======== Input for this task ========

//! Plain-text rendering of snapshots for `--watch`.

use chambers::{ChamberKind, Cue, RenderSink, RenderSnapshot};

fn glyph(kind: ChamberKind) -> char {
    match kind {
        ChamberKind::Unknown => '#',
        ChamberKind::Empty => '.',
        ChamberKind::Spawn => 's',
        ChamberKind::Treasure => '$',
        ChamberKind::Trap => '^',
        ChamberKind::Puzzle => '?',
        ChamberKind::Locked => 'L',
        ChamberKind::Npc => 'n',
        ChamberKind::Secret => '*',
    }
}

/// Draws the viewer's fogged map with seat numbers over occupied chambers.
pub fn draw_map(snapshot: &RenderSnapshot) -> String {
    let map = &snapshot.map;
    let mut out = String::with_capacity((map.width + 1) * map.height);
    for row in map.cells.chunks(map.width.max(1)) {
        for cell in row {
            let token = snapshot
                .players
                .iter()
                .find(|player| player.alive && player.pos == cell.pos)
                .and_then(|player| char::from_digit(player.seat as u32, 10));
            out.push(token.unwrap_or_else(|| glyph(cell.kind)));
        }
        out.push('\n');
    }
    out
}

#[derive(Default)]
pub struct ConsoleSink {
    frames: u64,
}

impl RenderSink for ConsoleSink {
    fn render(&mut self, snapshot: &RenderSnapshot) {
        self.frames += 1;
        let turn = &snapshot.turn;
        println!(
            "-- round {} | {:?} | seat {:?} | {}/{} alive --",
            turn.round, turn.phase, turn.active_seat, turn.players_alive, turn.total_players
        );
        print!("{}", draw_map(snapshot));
        for player in &snapshot.players {
            println!(
                "  [{}] {:<12} hp {:>3}/{} gold {:>3} score {:>4}{}",
                player.seat,
                player.name,
                player.health,
                player.max_health,
                player.gold,
                player.score,
                if player.alive { "" } else { " (fallen)" }
            );
        }
        if let Some(line) = snapshot.log.last() {
            println!("  > {}", line.message);
        }
    }

    fn cue(&mut self, cue: &Cue) {
        tracing::trace!(frame = self.frames, ?cue, "cue");
    }
}

#[cfg(test)]
mod tests {
    use chambers::{Game, GameConfig, Map, Pos};

    use super::*;

    #[test]
    fn map_shows_seats_over_fog() {
        let mut map = Map::new(3, 3);
        map.spawns = vec![Pos::new(0, 0)];
        map.set_kind(Pos::new(1, 1), ChamberKind::Secret);
        let config = GameConfig { player_count: 1, ..GameConfig::default() };
        let game = Game::with_map(config, 1, map).unwrap();
        let snapshot = game.snapshot(game.human().unwrap());
        assert_eq!(draw_map(&snapshot), "0.#\n.*#\n###\n");
    }
}
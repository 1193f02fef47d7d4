//! Procedural chamber map generation split into layout, carving, and lock stages.

mod carve;
mod layout;
mod locks;

use crate::map::Map;
use crate::rng::Roller;
use crate::types::{ChamberKind, Pos};

pub use layout::{QUOTA_PERCENTS, quota_counts};

pub struct MapGenerator {
    width: usize,
    height: usize,
}

impl MapGenerator {
    pub fn new(width: usize, height: usize) -> Self {
        Self { width, height }
    }

    pub fn generate(&self, player_count: usize, roller: &mut impl Roller) -> Map {
        let mut map = Map::new(self.width, self.height);

        let placed = layout::assign_chamber_kinds(&mut map, roller);
        tracing::debug!(
            width = self.width,
            height = self.height,
            treasure = placed.treasure,
            trap = placed.trap,
            puzzle = placed.puzzle,
            npc = placed.npc,
            locked = placed.locked,
            "assigned chamber quotas"
        );

        let goal = map.goal;
        map.set_kind(goal, ChamberKind::Secret);

        map.spawns =
            spawn_corners(self.width, self.height).into_iter().take(player_count).collect();
        for spawn in map.spawns.clone() {
            map.set_kind(spawn, ChamberKind::Spawn);
        }

        let mut paths = Vec::with_capacity(map.spawns.len());
        for spawn in map.spawns.clone() {
            paths.push(carve::carve_path(&mut map, spawn, goal, roller));
        }
        let repaired = carve::repair_unreachable_spawns(&mut map, &paths);
        if repaired > 0 {
            tracing::debug!(repaired, "demoted locks blocking spawn paths");
        }

        let keyless = locks::place_locks_and_keys(&mut map, roller);
        if keyless > 0 {
            tracing::debug!(keyless, "locks left without a key");
        }

        map
    }
}

/// Corner order: top-left, top-right, bottom-left, bottom-right.
pub fn spawn_corners(width: usize, height: usize) -> [Pos; 4] {
    let right = width as i32 - 1;
    let bottom = height as i32 - 1;
    [Pos::new(0, 0), Pos::new(right, 0), Pos::new(0, bottom), Pos::new(right, bottom)]
}

#[cfg(test)]
mod tests {
    use proptest::prelude::*;
    use slotmap::SlotMap;

    use super::*;
    use crate::map::Chamber;
    use crate::rng::GameRng;
    use crate::types::{ItemKind, KeyId, PlayerId};

    fn generate(seed: u64, width: usize, height: usize, players: usize) -> Map {
        MapGenerator::new(width, height).generate(players, &mut GameRng::from_seed(seed))
    }

    fn lock_free(chamber: &Chamber) -> bool {
        chamber.kind != ChamberKind::Locked
    }

    #[test]
    fn default_map_has_one_goal_at_centre_and_spawns_in_corners() {
        let map = generate(42, 8, 8, 4);
        assert_eq!(map.count_kind(ChamberKind::Secret), 1);
        assert_eq!(map.goal, Pos::new(4, 4));
        assert_eq!(map.kind_at(map.goal), Some(ChamberKind::Secret));
        assert_eq!(
            map.spawns,
            vec![Pos::new(0, 0), Pos::new(7, 0), Pos::new(0, 7), Pos::new(7, 7)]
        );
        assert_eq!(map.count_kind(ChamberKind::Spawn), 4);
    }

    #[test]
    fn fewer_players_leave_remaining_corners_untouched() {
        let map = generate(7, 8, 8, 2);
        assert_eq!(map.spawns.len(), 2);
        assert_eq!(map.count_kind(ChamberKind::Spawn), 2);
        assert_eq!(map.kind_at(Pos::new(0, 7)), Some(ChamberKind::Empty));
    }

    #[test]
    fn same_seed_generates_identical_maps() {
        assert_eq!(generate(2024, 10, 9, 4), generate(2024, 10, 9, 4));
    }

    #[test]
    fn every_key_opens_an_existing_lock() {
        for seed in [1_u64, 2, 3, 99, 1_024] {
            let map = generate(seed, 10, 10, 4);
            for chamber in map.chambers() {
                let Some(item) = chamber.item else { continue };
                assert_eq!(item.kind, ItemKind::Key);
                assert_eq!(chamber.kind, ChamberKind::Treasure);
                let KeyId(lock) = item.key.unwrap();
                let locked = map.chamber(lock).unwrap();
                assert_eq!(locked.kind, ChamberKind::Locked);
                assert_eq!(locked.required_key, item.key);
            }
        }
    }

    #[test]
    fn generated_maps_keep_fog_unexplored() {
        let map = generate(5, 8, 8, 4);
        let mut arena: SlotMap<PlayerId, ()> = SlotMap::with_key();
        let player = arena.insert(());
        assert_eq!(map.explored_count(player), 0);
    }

    proptest! {
        #![proptest_config(ProptestConfig::with_cases(256))]

        #[test]
        fn every_spawn_reaches_the_goal_without_crossing_locks(
            seed in any::<u64>(),
            width in 3_usize..14,
            height in 3_usize..14,
            players in 1_usize..=4,
        ) {
            let map = generate(seed, width, height, players);
            prop_assert_eq!(map.count_kind(ChamberKind::Secret), 1);
            prop_assert_eq!(map.spawns.len(), players);
            for spawn in &map.spawns {
                prop_assert!(map.is_corner(*spawn));
                prop_assert!(
                    map.path_exists(*spawn, map.goal, lock_free),
                    "seed={seed} {width}x{height} spawn={spawn} cannot reach the goal"
                );
            }
        }

        #[test]
        fn quotas_never_exceed_their_share(seed in any::<u64>(), size in 3_usize..16) {
            let map = generate(seed, size, size, 4);
            let counts = quota_counts(size * size);
            prop_assert!(map.count_kind(ChamberKind::Treasure) <= counts[0]);
            prop_assert!(map.count_kind(ChamberKind::Trap) <= counts[1]);
            prop_assert!(map.count_kind(ChamberKind::Puzzle) <= counts[2]);
            prop_assert!(map.count_kind(ChamberKind::Npc) <= counts[3]);
            prop_assert!(map.count_kind(ChamberKind::Locked) <= counts[4]);
        }
    }
}
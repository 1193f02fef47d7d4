//! Loading `GameConfig` from TOML files.

use std::fs;
use std::path::Path;

use anyhow::{Context, Result};
use chambers::GameConfig;

/// Reads and validates a config file. Keys left out keep their defaults.
pub fn load(path: &Path) -> Result<GameConfig> {
    let text = fs::read_to_string(path)
        .with_context(|| format!("failed to read config file {}", path.display()))?;
    let config: GameConfig = toml::from_str(&text)
        .with_context(|| format!("failed to parse config file {}", path.display()))?;
    config.validate().with_context(|| format!("invalid config in {}", path.display()))?;
    Ok(config)
}
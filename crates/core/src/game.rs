//! Game controller: owns every piece of mutable game state and resolves moves in a fixed order.
//! Submodules split the controller by concern; each adds an `impl Game` block.

use std::collections::VecDeque;

use slotmap::SlotMap;

use crate::combat::CombatResolver;
use crate::config::GameConfig;
use crate::content::{BOT_NAMES, HUMAN_NAME, PLAYER_COLORS};
use crate::map::Map;
use crate::mapgen::MapGenerator;
use crate::player::Player;
use crate::puzzles::{Puzzle, PuzzleManager};
use crate::rng::GameRng;
use crate::turns::{TurnEvent, TurnScheduler};
use crate::types::*;

mod bot_turn;
mod entry;
mod hash;
mod items;
mod movement;
mod puzzle_phase;
mod snapshot;
#[cfg(test)]
mod test_support;

pub use entry::ChamberEntry;
pub use items::ItemUse;
pub use movement::MoveReport;
pub use puzzle_phase::{PuzzlePrompt, PuzzleResolution};
pub use snapshot::{PlayerView, RenderSink, RenderSnapshot, Standing, TurnView};

/// Cosmetic cues kept when nobody drains them.
const MAX_PENDING_CUES: usize = 64;
/// Event log lines retained; older lines are dropped first.
pub const MAX_LOG_LINES: usize = 50;

#[derive(Clone, Copy, Debug, PartialEq, Eq)]
pub enum StopReason {
    AwaitingHumanMove,
    AwaitingPuzzleAnswer(PuzzlePrompt),
    Finished(GameOutcome),
    BudgetExhausted,
}

#[derive(Clone, Copy, Debug, PartialEq, Eq)]
pub struct AdvanceResult {
    pub bot_turns: u32,
    pub elapsed_ms: u64,
    pub stop_reason: StopReason,
}

#[derive(Clone, Copy, Debug)]
struct PendingPuzzle {
    player: PlayerId,
    chamber: Pos,
    puzzle: &'static Puzzle,
    hints_shown: usize,
}

pub struct Game {
    config: GameConfig,
    seed: u64,
    rng: GameRng,
    map: Map,
    players: SlotMap<PlayerId, Player>,
    seats: Vec<PlayerId>,
    human: Option<PlayerId>,
    scheduler: TurnScheduler,
    combat: CombatResolver,
    puzzles: PuzzleManager,
    pending_puzzle: Option<PendingPuzzle>,
    outcome: Option<GameOutcome>,
    log: Vec<LogLine>,
    cues: VecDeque<Cue>,
    render_sink: Option<Box<dyn RenderSink>>,
}

impl Game {
    pub fn new(config: GameConfig, seed: u64) -> Result<Self, GameError> {
        config.validate()?;
        let mut rng = GameRng::from_seed(seed);
        let map = MapGenerator::new(config.width, config.height).generate(config.player_count, &mut rng);
        Ok(Self::assemble(config, seed, rng, map))
    }

    /// Starts a game on a caller-built map. Seat `i` spawns at `map.spawns[i]`.
    pub fn with_map(config: GameConfig, seed: u64, map: Map) -> Result<Self, GameError> {
        config.validate_seats()?;
        if map.spawns.len() < config.player_count {
            return Err(ConfigError::NotEnoughSpawns {
                spawns: map.spawns.len(),
                player_count: config.player_count,
            }
            .into());
        }
        Ok(Self::assemble(config, seed, GameRng::from_seed(seed), map))
    }

    fn assemble(config: GameConfig, seed: u64, rng: GameRng, mut map: Map) -> Self {
        let mut players = SlotMap::with_key();
        let mut seats = Vec::with_capacity(config.player_count);
        let mut human = None;
        for seat in 0..config.player_count {
            let control = if config.is_human_seat(seat) {
                Control::Human
            } else {
                Control::Bot(config.strategy_for_seat(seat))
            };
            let name = match control {
                Control::Human => HUMAN_NAME,
                Control::Bot(_) => BOT_NAMES[seat],
            };
            let spawn = map.spawns[seat];
            let id = players.insert_with_key(|id| {
                let mut player =
                    Player::new(id, name, PLAYER_COLORS[seat], control, config.inventory_slots);
                player.spawn(spawn);
                player
            });
            map.reveal(id, spawn, config.vision_radius);
            if control == Control::Human {
                human = Some(id);
            }
            seats.push(id);
        }

        let mut scheduler = TurnScheduler::new(config.bot_think_delay_ms);
        scheduler.init(seats.clone());

        let mut game = Self {
            config,
            seed,
            rng,
            map,
            players,
            seats,
            human,
            scheduler,
            combat: CombatResolver::new(),
            puzzles: PuzzleManager::new(),
            pending_puzzle: None,
            outcome: None,
            log: Vec::new(),
            cues: VecDeque::new(),
            render_sink: None,
        };
        game.push_log(Severity::System, "Welcome to the Chambers!");
        game.push_log(Severity::System, "Reach the Secret Chamber at the center of the map to win.");
        game.push_log(Severity::Info, "Explore chambers, collect treasure, and outsmart your rivals.");
        game.scheduler.start(&game.players);
        game.absorb_turn_events();
        tracing::info!(seed, players = game.seats.len(), "game started");
        game
    }

    /// Rebuilds the game from scratch. The old scheduler is shut down first so its
    /// pending bot move cannot fire into the new game.
    pub fn restart(&mut self, seed: u64) -> Result<(), GameError> {
        self.scheduler.shutdown();
        let sink = self.render_sink.take();
        *self = Self::new(self.config.clone(), seed)?;
        self.render_sink = sink;
        self.notify_render_sink();
        Ok(())
    }

    pub fn set_render_sink(&mut self, sink: Box<dyn RenderSink>) {
        self.render_sink = Some(sink);
        self.notify_render_sink();
    }

    /// Moves the scheduler clock forward and plays the bot whose thinking delay ran out.
    pub fn tick(&mut self, elapsed_ms: u64) -> Option<MoveReport> {
        let due = self.scheduler.advance_clock(elapsed_ms);
        self.absorb_turn_events();
        let bot = due?;
        if self.outcome.is_some() {
            return None;
        }
        self.execute_bot_turn(bot)
    }

    /// Plays bot turns until the human has to act, the game ends, or `max_bot_turns`
    /// bot turns have been played.
    pub fn advance(&mut self, max_bot_turns: u32) -> AdvanceResult {
        let mut bot_turns = 0;
        let mut elapsed_ms = 0;
        let stop_reason = loop {
            if let Some(outcome) = self.outcome {
                break StopReason::Finished(outcome);
            }
            if let Some(prompt) = self.pending_puzzle() {
                break StopReason::AwaitingPuzzleAnswer(prompt);
            }
            if self.scheduler.is_human_turn(&self.players) {
                break StopReason::AwaitingHumanMove;
            }
            if bot_turns >= max_bot_turns {
                break StopReason::BudgetExhausted;
            }
            let Some(wait) = self.scheduler.time_until_bot_move() else {
                tracing::warn!(phase = ?self.scheduler.phase(), "no bot move armed and nobody to wait on");
                break StopReason::BudgetExhausted;
            };
            elapsed_ms += wait;
            self.tick(wait);
            bot_turns += 1;
        };
        AdvanceResult { bot_turns, elapsed_ms, stop_reason }
    }

    pub fn seed(&self) -> u64 {
        self.seed
    }

    pub fn config(&self) -> &GameConfig {
        &self.config
    }

    pub fn map(&self) -> &Map {
        &self.map
    }

    pub fn players(&self) -> &SlotMap<PlayerId, Player> {
        &self.players
    }

    pub fn player(&self, id: PlayerId) -> Option<&Player> {
        self.players.get(id)
    }

    /// Player ids in seat order.
    pub fn seats(&self) -> &[PlayerId] {
        &self.seats
    }

    pub fn human(&self) -> Option<PlayerId> {
        self.human
    }

    pub fn current_player(&self) -> Option<PlayerId> {
        self.scheduler.current()
    }

    pub fn phase(&self) -> TurnPhase {
        self.scheduler.phase()
    }

    pub fn round(&self) -> u32 {
        self.scheduler.round()
    }

    pub fn is_human_turn(&self) -> bool {
        self.outcome.is_none()
            && self.pending_puzzle.is_none()
            && self.scheduler.is_human_turn(&self.players)
    }

    pub fn outcome(&self) -> Option<GameOutcome> {
        self.outcome
    }

    pub fn log(&self) -> &[LogLine] {
        &self.log
    }

    pub fn combat_log(&self) -> &CombatResolver {
        &self.combat
    }

    pub fn drain_cues(&mut self) -> Vec<Cue> {
        self.cues.drain(..).collect()
    }

    fn push_log(&mut self, severity: Severity, message: impl Into<String>) {
        if self.log.len() == MAX_LOG_LINES {
            self.log.remove(0);
        }
        self.log.push(LogLine { severity, message: message.into() });
    }

    fn cue(&mut self, cue: Cue) {
        if self.cues.len() == MAX_PENDING_CUES {
            self.cues.pop_front();
        }
        self.cues.push_back(cue);
    }

    fn seat_of(&self, id: PlayerId) -> Option<usize> {
        self.seats.iter().position(|seat| *seat == id)
    }

    fn absorb_turn_events(&mut self) {
        for event in self.scheduler.drain_events() {
            match event {
                TurnEvent::TurnStarted(id) => {
                    tracing::info!(round = self.scheduler.round(), seat = ?self.seat_of(id), "turn started");
                    if Some(id) == self.human
                        && let Some(player) = self.players.get(id)
                    {
                        self.cue(Cue::Focus { pos: player.pos });
                    }
                }
                TurnEvent::TurnEnded(id) => {
                    tracing::debug!(seat = ?self.seat_of(id), "turn ended");
                }
                TurnEvent::BotMoveDue(id) => {
                    tracing::debug!(seat = ?self.seat_of(id), "bot move due");
                }
                TurnEvent::GameOver => {
                    if self.outcome.is_none() {
                        self.outcome = Some(GameOutcome::AllDefeated);
                        self.push_log(Severity::Danger, "Every adventurer has fallen. No one claims the Secret Chamber.");
                    }
                    tracing::info!(outcome = ?self.outcome, "game over");
                }
            }
        }
    }
}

========

◆ **Work instruction**: Copy range, inclusive: the line holding "mod test_support;" to the line holding "const MAX_PENDING_CUES: usize = 64;". Reproduce exactly those lines of the records above and no others.

◆ **Finished task**:
mod test_support;

pub use entry::ChamberEntry;
pub use items::ItemUse;
pub use movement::MoveReport;
pub use puzzle_phase::{PuzzlePrompt, PuzzleResolution};
pub use snapshot::{PlayerView, RenderSink, RenderSnapshot, Standing, TurnView};

/// Cosmetic cues kept when nobody drains them.
const MAX_PENDING_CUES: usize = 64;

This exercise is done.